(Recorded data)
>>
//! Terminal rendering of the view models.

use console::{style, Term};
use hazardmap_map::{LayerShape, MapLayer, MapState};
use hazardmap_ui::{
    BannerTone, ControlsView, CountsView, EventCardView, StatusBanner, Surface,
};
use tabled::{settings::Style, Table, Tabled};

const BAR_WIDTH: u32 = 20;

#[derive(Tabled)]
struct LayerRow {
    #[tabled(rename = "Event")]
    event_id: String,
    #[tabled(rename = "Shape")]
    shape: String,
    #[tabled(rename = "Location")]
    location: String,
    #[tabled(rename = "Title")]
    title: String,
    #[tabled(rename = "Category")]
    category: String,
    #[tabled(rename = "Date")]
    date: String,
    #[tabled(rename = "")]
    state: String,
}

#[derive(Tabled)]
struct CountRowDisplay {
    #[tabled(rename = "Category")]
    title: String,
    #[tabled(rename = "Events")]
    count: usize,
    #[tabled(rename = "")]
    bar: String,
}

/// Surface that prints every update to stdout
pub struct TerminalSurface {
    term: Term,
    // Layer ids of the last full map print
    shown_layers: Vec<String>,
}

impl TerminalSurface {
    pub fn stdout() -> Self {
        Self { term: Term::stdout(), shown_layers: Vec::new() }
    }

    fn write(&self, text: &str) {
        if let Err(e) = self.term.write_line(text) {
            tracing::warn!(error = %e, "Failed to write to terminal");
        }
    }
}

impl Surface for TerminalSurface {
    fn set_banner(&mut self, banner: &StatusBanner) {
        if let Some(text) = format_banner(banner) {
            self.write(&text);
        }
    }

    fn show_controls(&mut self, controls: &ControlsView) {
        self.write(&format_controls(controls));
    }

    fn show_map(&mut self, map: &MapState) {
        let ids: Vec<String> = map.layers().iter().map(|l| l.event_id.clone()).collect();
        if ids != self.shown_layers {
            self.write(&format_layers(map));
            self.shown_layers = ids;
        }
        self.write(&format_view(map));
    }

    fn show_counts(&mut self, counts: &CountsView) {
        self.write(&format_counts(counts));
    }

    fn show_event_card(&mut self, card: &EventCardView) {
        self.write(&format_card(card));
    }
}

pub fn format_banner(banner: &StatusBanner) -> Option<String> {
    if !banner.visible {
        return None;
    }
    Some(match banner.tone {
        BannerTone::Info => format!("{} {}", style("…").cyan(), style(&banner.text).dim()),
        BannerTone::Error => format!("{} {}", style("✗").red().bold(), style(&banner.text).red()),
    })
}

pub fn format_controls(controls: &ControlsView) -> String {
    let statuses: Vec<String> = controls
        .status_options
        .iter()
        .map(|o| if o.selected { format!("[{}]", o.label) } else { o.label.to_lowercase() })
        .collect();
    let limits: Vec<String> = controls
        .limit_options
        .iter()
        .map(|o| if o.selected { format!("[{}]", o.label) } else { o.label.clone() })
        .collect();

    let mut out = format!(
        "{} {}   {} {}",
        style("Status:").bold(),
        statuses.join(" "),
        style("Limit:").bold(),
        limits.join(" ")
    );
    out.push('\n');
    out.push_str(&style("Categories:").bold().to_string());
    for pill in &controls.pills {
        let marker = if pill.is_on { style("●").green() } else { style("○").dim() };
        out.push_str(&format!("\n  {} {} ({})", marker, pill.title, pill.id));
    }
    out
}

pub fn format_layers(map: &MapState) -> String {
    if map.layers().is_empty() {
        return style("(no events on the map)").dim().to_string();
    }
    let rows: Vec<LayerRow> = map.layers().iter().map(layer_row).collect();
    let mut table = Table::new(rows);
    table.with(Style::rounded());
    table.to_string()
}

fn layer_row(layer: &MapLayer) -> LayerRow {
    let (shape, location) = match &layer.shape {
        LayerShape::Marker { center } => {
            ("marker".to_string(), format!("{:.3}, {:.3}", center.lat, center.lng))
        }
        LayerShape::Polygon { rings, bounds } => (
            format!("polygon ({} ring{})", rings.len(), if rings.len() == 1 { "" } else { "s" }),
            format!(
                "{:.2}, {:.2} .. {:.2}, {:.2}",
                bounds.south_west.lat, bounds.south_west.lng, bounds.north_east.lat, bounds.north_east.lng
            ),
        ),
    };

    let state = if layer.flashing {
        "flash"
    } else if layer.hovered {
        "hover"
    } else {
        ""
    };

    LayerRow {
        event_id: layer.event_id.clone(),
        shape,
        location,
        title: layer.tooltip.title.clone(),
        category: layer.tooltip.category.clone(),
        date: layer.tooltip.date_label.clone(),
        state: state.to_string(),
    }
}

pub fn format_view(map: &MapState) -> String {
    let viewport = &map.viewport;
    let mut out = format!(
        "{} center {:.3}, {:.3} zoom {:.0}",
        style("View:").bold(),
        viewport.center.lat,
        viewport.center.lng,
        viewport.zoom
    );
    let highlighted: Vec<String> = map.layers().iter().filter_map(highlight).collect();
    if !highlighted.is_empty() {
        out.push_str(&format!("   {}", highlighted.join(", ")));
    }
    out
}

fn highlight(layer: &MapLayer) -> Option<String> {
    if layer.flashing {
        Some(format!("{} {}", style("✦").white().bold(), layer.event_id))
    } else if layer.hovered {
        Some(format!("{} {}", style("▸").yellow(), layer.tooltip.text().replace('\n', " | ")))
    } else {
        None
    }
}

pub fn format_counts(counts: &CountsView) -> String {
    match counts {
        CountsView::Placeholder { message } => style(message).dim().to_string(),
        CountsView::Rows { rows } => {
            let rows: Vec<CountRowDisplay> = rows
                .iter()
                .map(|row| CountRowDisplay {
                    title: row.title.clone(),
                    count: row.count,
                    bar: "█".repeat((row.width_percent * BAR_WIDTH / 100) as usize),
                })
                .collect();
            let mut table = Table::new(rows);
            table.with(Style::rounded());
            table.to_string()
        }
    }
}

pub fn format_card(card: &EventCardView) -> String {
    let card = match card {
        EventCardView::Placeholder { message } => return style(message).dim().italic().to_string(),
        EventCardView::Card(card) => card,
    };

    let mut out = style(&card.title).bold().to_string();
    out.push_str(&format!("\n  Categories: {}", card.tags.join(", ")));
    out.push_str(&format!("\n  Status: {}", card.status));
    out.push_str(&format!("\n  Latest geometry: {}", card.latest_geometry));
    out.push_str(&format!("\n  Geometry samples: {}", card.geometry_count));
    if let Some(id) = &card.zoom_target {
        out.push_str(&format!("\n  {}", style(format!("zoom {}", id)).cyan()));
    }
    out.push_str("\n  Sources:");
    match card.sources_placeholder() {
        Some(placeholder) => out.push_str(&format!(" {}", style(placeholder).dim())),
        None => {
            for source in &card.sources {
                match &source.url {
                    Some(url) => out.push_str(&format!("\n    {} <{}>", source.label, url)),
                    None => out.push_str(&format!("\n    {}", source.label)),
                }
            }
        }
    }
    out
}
<<
Assignment:
Output the records above exactly, from their first line through the line that contains "fn show_map(&mut self, map: &MapState)", and add nothing.

Result of this exercise:
//! Terminal rendering of the view models.

use console::{style, Term};
use hazardmap_map::{LayerShape, MapLayer, MapState};
use hazardmap_ui::{
    BannerTone, ControlsView, CountsView, EventCardView, StatusBanner, Surface,
};
use tabled::{settings::Style, Table, Tabled};

const BAR_WIDTH: u32 = 20;

#[derive(Tabled)]
struct LayerRow {
    #[tabled(rename = "Event")]
    event_id: String,
    #[tabled(rename = "Shape")]
    shape: String,
    #[tabled(rename = "Location")]
    location: String,
    #[tabled(rename = "Title")]
    title: String,
    #[tabled(rename = "Category")]
    category: String,
    #[tabled(rename = "Date")]
    date: String,
    #[tabled(rename = "")]
    state: String,
}

#[derive(Tabled)]
struct CountRowDisplay {
    #[tabled(rename = "Category")]
    title: String,
    #[tabled(rename = "Events")]
    count: usize,
    #[tabled(rename = "")]
    bar: String,
}

/// Surface that prints every update to stdout
pub struct TerminalSurface {
    term: Term,
    // Layer ids of the last full map print
    shown_layers: Vec<String>,
}

impl TerminalSurface {
    pub fn stdout() -> Self {
        Self { term: Term::stdout(), shown_layers: Vec::new() }
    }

    fn write(&self, text: &str) {
        if let Err(e) = self.term.write_line(text) {
            tracing::warn!(error = %e, "Failed to write to terminal");
        }
    }
}

impl Surface for TerminalSurface {
    fn set_banner(&mut self, banner: &StatusBanner) {
        if let Some(text) = format_banner(banner) {
            self.write(&text);
        }
    }

    fn show_controls(&mut self, controls: &ControlsView) {
        self.write(&format_controls(controls));
    }

    fn show_map(&mut self, map: &MapState) {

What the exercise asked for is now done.